When you "edit" a raw image with pretty much all available raw processing applications, you're not really editing the raw data. You're editing the set of instructions on how that data should be used to produce a viewable image. The actual raw data is not altered.
When you look at a 'raw' image on a screen, you're not really looking at "THE raw image", either. You're looking at one possible interpretation among a (practically infinite) number of equally valid interpretations of that data.
If someone else opens a raw image file that you have "edited" to blur or black out faces, your edit will only be used and the faces blurred or blacked out if the application the other party uses to open the raw file:
- Understands the instructions you added with your previous edit. This usually means the same application is used to by both you and the other party
and
- The application on the second user's device is set to use those instructions, rather than some other set - such as another default set - to open the file.
Even then, the user could easily reverse your blurring edit to see the faces without the blur.
If the raw file is opened by a different application than the one you used to blur or black out the faces, it is nearly impossible that the faces will be blurred or blacked out in the image displayed on the screen.
I was wondering if there was a way to actually obscure or delete the information in some pixels in the raw data.
If the original raw data is unaltered by every commercially available raw processing application and by every popular open source raw editing/viewing application, and you are using any such commercially available or open source application, the answer should be fairly obvious: "No."
I suppose one could create an application that could decompress the raw image data to a raster format, convert the monochrome luminance values of each pixel in the raw file to color, apply gamma correction (so that you can see what you are doing instead of trying to work on a black blob of nothingness), mask out the faces, and then convert the gamma corrected values back to linear values and re-encode that into whatever particular raw file format your images use (NEF, CR2, etc.).

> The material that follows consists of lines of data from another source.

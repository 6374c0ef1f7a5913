//! Least-loaded backend selection
//!
//! Selection refreshes health first, then picks the up backend with the
//! lowest self-reported load. The candidate list is shuffled before the
//! minimum scan so that ties are broken differently from call to call
//! instead of always favoring the first-configured backend.

use crate::prober::HealthProber;
use crate::registry::{BackendRecord, BackendRegistry};
use inferoute_common::{InferouteError, Result, METRICS};
use rand::seq::SliceRandom;
use tracing::debug;

pub struct Balancer {
    prober: HealthProber,
}

impl Balancer {
    pub fn new(prober: HealthProber) -> Self {
        Self { prober }
    }

    /// Select a backend for one job, or fail with `NoAvailableBackend`
    /// if every backend is down.
    pub async fn select(&self, registry: &BackendRegistry) -> Result<BackendRecord> {
        self.prober.refresh(registry).await;

        let mut records = registry.snapshot().await;
        let up = records.iter().filter(|r| !r.is_down).count();
        METRICS.dispatcher.backends_up.set(up as i64);

        records.shuffle(&mut rand::rng());

        match pick_least_loaded(records) {
            Some(record) => {
                debug!(backend = %record.id, load = record.load, "selected backend");
                Ok(record)
            }
            None => Err(InferouteError::NoAvailableBackend),
        }
    }
}

/// First up record with minimal load wins; the caller shuffles first, so
/// "first" is a different backend on every tie.
fn pick_least_loaded(records: Vec<BackendRecord>) -> Option<BackendRecord> {
    records
        .into_iter()
        .filter(|r| !r.is_down)
        .fold(None, |best: Option<BackendRecord>, r| match best {
            Some(b) if b.load <= r.load => Some(b),
            _ => Some(r),
        })
}

#[cfg(test)]
mod tests {
    use super::*;
    use std::collections::HashSet;

    fn record(id: &str, load: u32, is_down: bool) -> BackendRecord {
        BackendRecord {
            id: id.to_string(),
            url: format!("http://localhost/{id}"),
            load,
            is_down,
            last_checked: None,
            last_response_code: None,
        }
    }

    #[test]
    fn test_unique_minimum_always_wins() {
        for _ in 0..100 {
            let mut records = vec![record("a", 3, false), record("b", 1, false)];
            records.shuffle(&mut rand::rng());

            let picked = pick_least_loaded(records).unwrap();
            assert_eq!(picked.id, "b");
        }
    }

    #[test]
    fn test_down_backends_are_never_selected() {
        let records = vec![
            record("a", 0, true),
            record("b", 9, false),
            record("c", 0, true),
        ];

        let picked = pick_least_loaded(records).unwrap();
        assert_eq!(picked.id, "b");
    }

    #[test]
    fn test_all_down_yields_none() {
        let records = vec![record("a", 0, true), record("b", 0, true)];
        assert!(pick_least_loaded(records).is_none());
    }

    #[test]
    fn test_some_backend_selected_when_any_is_up() {
        let records = vec![record("a", 5, true), record("b", 5, false)];
        assert!(pick_least_loaded(records).is_some());
    }

    #[test]
    fn test_ties_spread_across_backends_over_many_calls() {
        let mut seen = HashSet::new();
        for _ in 0..200 {
            let mut records = vec![record("a", 2, false), record("b", 2, false)];
            records.shuffle(&mut rand::rng());
            seen.insert(pick_least_loaded(records).unwrap().id);
        }

        // 200 shuffled draws missing one of two tied backends is ~2^-199
        assert!(seen.contains("a"));
        assert!(seen.contains("b"));
    }

    #[test]
    fn test_selection_returns_minimum_load() {
        for _ in 0..50 {
            let mut records = vec![
                record("a", 4, false),
                record("b", 2, false),
                record("c", 7, true),
                record("d", 2, false),
            ];
            records.shuffle(&mut rand::rng());

            let picked = pick_least_loaded(records).unwrap();
            assert_eq!(picked.load, 2);
        }
    }
}
//! Bearer credentials, their claims schema, and the identity derived from them.

pub mod claims;
pub mod credential;
pub mod secret;

pub use claims::*;
pub use credential::*;
pub use secret::*;
//! Secure key-value storage contract and built-in backends.
//!
//! The session only ever persists one entry, [`TOKEN_KEY`], holding the raw bearer string.
//! Identity is always re-derived from the token and never stored separately.

pub mod file;
pub mod guarded;
#[cfg(feature = "keyring")] pub mod keychain;
pub mod memory;

pub use file::FileStore;
pub use guarded::GuardedStore;
#[cfg(feature = "keyring")] pub use keychain::KeyringStore;
pub use memory::MemoryStore;

// self
use crate::_prelude::*;

/// Storage key under which the bearer credential is persisted.
pub const TOKEN_KEY: &str = "token";

/// Boxed future returned by [`SecureStore`] operations.
pub type StoreFuture<'a, T> = Pin<Box<dyn Future<Output = Result<T, StoreError>> + 'a + Send>>;

/// On-device secure storage backend.
pub trait SecureStore
where
	Self: Send + Sync,
{
	/// Reads the value stored under `key`, if any.
	fn get<'a>(&'a self, key: &'a str) -> StoreFuture<'a, Option<String>>;

	/// Persists or replaces the value stored under `key`.
	fn set<'a>(&'a self, key: &'a str, value: &'a str) -> StoreFuture<'a, ()>;

	/// Removes the value stored under `key`. Removing an absent key succeeds.
	fn delete<'a>(&'a self, key: &'a str) -> StoreFuture<'a, ()>;
}

/// Error type produced by [`SecureStore`] implementations.
#[derive(Clone, Debug, PartialEq, Eq, Serialize, Deserialize, ThisError)]
pub enum StoreError {
	/// Persisted data could not be (de)serialized.
	#[error("Serialization error: {message}.")]
	Serialization {
		/// Human-readable error payload.
		message: String,
	},
	/// Backend-level failure for the storage engine.
	#[error("Backend failure: {message}.")]
	Backend {
		/// Human-readable error payload.
		message: String,
	},
	/// Secure storage is not available on this platform or session.
	#[error("Secure storage is unavailable: {message}.")]
	Unavailable {
		/// Human-readable error payload.
		message: String,
	},
}
//! Crate-level error types shared by the session store, storage backends, and request pipeline.

// self
use crate::_prelude::*;

/// Crate-wide result type alias returning [`Error`] by default.
pub type Result<T, E = Error> = std::result::Result<T, E>;

type BoxError = Box<dyn std::error::Error + Send + Sync>;

/// Canonical error exposed by public APIs.
#[derive(Debug, ThisError)]
pub enum Error {
	/// Secure-storage failure.
	#[error("{0}")]
	Storage(
		#[from]
		#[source]
		crate::store::StoreError,
	),
	/// Local configuration problem.
	#[error(transparent)]
	Config(#[from] ConfigError),
	/// Credential could not be decoded or does not match the claims schema.
	#[error(transparent)]
	Credential(#[from] crate::auth::CredentialError),
	/// Transport failure; no response was received.
	#[error(transparent)]
	Transport(#[from] TransportError),

	/// Remote service answered with HTTP 401.
	#[error("Session is no longer authorized.")]
	Unauthorized,
	/// Remote service rejected the call with a non-success status other than 401.
	#[error("Request was rejected with status {status}{}.", message_suffix(.message))]
	Rejected {
		/// HTTP status code returned by the server.
		status: u16,
		/// Server-supplied message, when the body carried one.
		message: Option<String>,
	},
	/// Anything else, e.g. a response body that does not match the expected shape.
	#[error("Unexpected failure: {message}.")]
	Unexpected {
		/// Human-readable description of the failure.
		message: String,
	},
}
impl Error {
	/// Returns the HTTP status attached to the error, if the server produced one.
	pub fn status(&self) -> Option<u16> {
		match self {
			Self::Unauthorized => Some(401),
			Self::Rejected { status, .. } => Some(*status),
			_ => None,
		}
	}

	/// Returns `true` when no response was received at all.
	pub fn is_no_response(&self) -> bool {
		matches!(self, Self::Transport(_))
	}
}

fn message_suffix(message: &Option<String>) -> String {
	message.as_deref().map(|m| format!(": {m}")).unwrap_or_default()
}

/// Configuration and validation failures.
#[derive(Debug, ThisError)]
pub enum ConfigError {
	/// HTTP client could not be constructed.
	#[error("HTTP client could not be constructed.")]
	HttpClientBuild {
		/// Underlying transport builder failure.
		#[source]
		source: BoxError,
	},
	/// Base URL or endpoint path cannot be parsed.
	#[error("API URL is invalid.")]
	InvalidUrl {
		/// Underlying parsing failure.
		#[source]
		source: url::ParseError,
	},
	/// Base URL uses plain HTTP against a non-loopback host.
	#[error("The API base URL must use HTTPS: {url}.")]
	InsecureBaseUrl {
		/// URL that failed validation.
		url: String,
	},
	/// Base URL cannot carry paths (e.g. `mailto:` or `data:` URLs).
	#[error("The API base URL cannot be used as a base: {url}.")]
	CannotBeBase {
		/// URL that failed validation.
		url: String,
	},
	/// Required environment variable is not set.
	#[error("Environment variable `{name}` is not set.")]
	MissingEnv {
		/// Variable name.
		name: &'static str,
	},
	/// Environment variable is set but unusable.
	#[error("Environment variable `{name}` is invalid: {reason}.")]
	InvalidEnv {
		/// Variable name.
		name: &'static str,
		/// Why the value was rejected.
		reason: String,
	},
	/// A timeout was configured as zero.
	#[error("The {which} timeout must be greater than zero.")]
	ZeroTimeout {
		/// Which timeout failed validation.
		which: &'static str,
	},
}
impl ConfigError {
	/// Wraps a transport's builder failure inside [`ConfigError`].
	pub fn http_client_build(src: impl 'static + Send + Sync + std::error::Error) -> Self {
		Self::HttpClientBuild { source: Box::new(src) }
	}
}
impl From<url::ParseError> for ConfigError {
	fn from(source: url::ParseError) -> Self {
		Self::InvalidUrl { source }
	}
}

/// Transport-level failures where no response was received.
#[derive(Debug, ThisError)]
pub enum TransportError {
	/// The call exceeded its configured timeout.
	#[error("Request timed out.")]
	Timeout {
		/// Underlying transport failure.
		#[source]
		source: BoxError,
	},
	/// Underlying HTTP client reported a network failure.
	#[error("Network error occurred while calling the API.")]
	Network {
		/// Transport-specific network error.
		#[source]
		source: BoxError,
	},
}
impl TransportError {
	/// Wraps a transport-specific network error.
	pub fn network(src: impl 'static + Send + Sync + std::error::Error) -> Self {
		Self::Network { source: Box::new(src) }
	}
}
impl From<ReqwestError> for TransportError {
	fn from(e: ReqwestError) -> Self {
		if e.is_timeout() { Self::Timeout { source: Box::new(e) } } else { Self::network(e) }
	}
}

/// Maps a failure from `reqwest::Client::execute` into the crate taxonomy.
///
/// Builder failures are local bugs rather than connectivity problems, so they stay out of the
/// transport bucket.
pub(crate) fn map_send_error(err: ReqwestError) -> Error {
	if err.is_builder() {
		return ConfigError::http_client_build(err).into();
	}

	TransportError::from(err).into()
}

#[cfg(test)]
mod tests {
	// self
	use super::*;
	use crate::store::StoreError;

	#[test]
	fn store_error_converts_with_source() {
		let store_error = StoreError::Backend { message: "keychain locked".into() };
		let error: Error = store_error.clone().into();

		assert!(matches!(error, Error::Storage(_)));
		assert!(error.to_string().contains("keychain locked"));

		let source =
			StdError::source(&error).expect("Storage errors should expose the store error.");

		assert_eq!(source.to_string(), store_error.to_string());
	}

	#[test]
	fn rejected_display_includes_server_message() {
		let with_message = Error::Rejected { status: 409, message: Some("DNI already used".into()) };
		let without_message = Error::Rejected { status: 500, message: None };

		assert_eq!(
			with_message.to_string(),
			"Request was rejected with status 409: DNI already used."
		);
		assert_eq!(without_message.to_string(), "Request was rejected with status 500.");
		assert_eq!(with_message.status(), Some(409));
		assert_eq!(Error::Unauthorized.status(), Some(401));
	}

	#[test]
	fn transport_errors_report_no_response() {
		let error: Error = TransportError::network(std::io::Error::other("reset")).into();

		assert!(error.is_no_response());
		assert!(!Error::Unauthorized.is_no_response());
	}
}
//! Signs in against a mocked repair-desk API, reads the account profile, and shows how a 401
//! ends the session through the authorizing pipeline.

// std
use std::sync::Arc;
// crates.io
use base64::{Engine, engine::general_purpose::URL_SAFE_NO_PAD};
use color_eyre::Result;
use httpmock::prelude::*;
use time::OffsetDateTime;
// self
use repairdesk_auth::{
	account,
	config::ClientConfig,
	http::{ApiClient, LogNotifier},
	session::{HttpTokenValidator, Session},
	store::MemoryStore,
};

/// Unsigned compact JWT carrying `sub`, `iat`, and `exp`; the mock server never checks signatures.
fn mint_token(sub: &str, iat: i64, exp: i64) -> String {
	let header = URL_SAFE_NO_PAD.encode(br#"{"alg":"HS256","typ":"JWT"}"#);
	let body = URL_SAFE_NO_PAD
		.encode(serde_json::json!({ "sub": sub, "iat": iat, "exp": exp }).to_string());

	format!("{header}.{body}.c2lnbmF0dXJl")
}

#[tokio::main]
async fn main() -> Result<()> {
	color_eyre::install()?;

	let now = OffsetDateTime::now_utc().unix_timestamp();
	let token = mint_token("tech@example.com", now, now + 900);
	let server = MockServer::start_async().await;

	server
		.mock_async(|when, then| {
			when.method(POST).path("/auth/login");
			then.status(200)
				.json_body(serde_json::json!({ "accessToken": token, "tokenType": "Bearer" }));
		})
		.await;
	server
		.mock_async(|when, then| {
			when.method(GET).path("/auth/validate-token");
			then.status(200).body("true");
		})
		.await;
	server
		.mock_async(|when, then| {
			when.method(GET).path("/api/user-roles/is-staff");
			then.status(200).body("true");
		})
		.await;
	server
		.mock_async(|when, then| {
			when.method(GET).path("/api/user/current");
			then.status(200).json_body(serde_json::json!({ "id": 1, "name": "Demo Tech" }));
		})
		.await;
	server
		.mock_async(|when, then| {
			when.method(GET).path("/api/work-orders");
			then.status(401);
		})
		.await;

	let config = ClientConfig::builder(server.base_url()).build()?;
	let validator = HttpTokenValidator::new(&config)?;
	let session = Arc::new(Session::new(Arc::new(MemoryStore::default()), Arc::new(validator)));
	let api = ApiClient::for_session(config, &session, Arc::new(LogNotifier))?;
	let state = account::sign_in(&api, &session, "tech@example.com", "demo-password").await?;

	println!("Signed in: {}.", state.is_authenticated());

	let profile = api.profile().await?;

	println!("User {} is staff: {}.", profile.user.id, profile.is_staff);

	let rejected = api.get_json::<serde_json::Value>("api/work-orders").await;

	println!(
		"Work orders rejected: {}; still signed in: {}.",
		rejected.is_err(),
		session.is_authenticated()
	);

	Ok(())
}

Or, as others have pointed out, one could designate locations to be altered based on the preview jpeg image usually provided in the raw file.
One would still need to decompress the raw image data into a raster image, apply the changes to the specified locations, and then compress the raster image back into the original raw file format using whatever specific compression scheme the original raw format uses. One would also need to delete the original jpeg preview (and any other preview/thumbnail jpeg or tiff images appended to the original raw file) and replace it (them) with an altered one, either generated from the altered raw data or by saving the changes made to the original jpeg preview.
But to the best of my knowledge, no such product is commercially available. I'm also not aware of any open source product that can do that.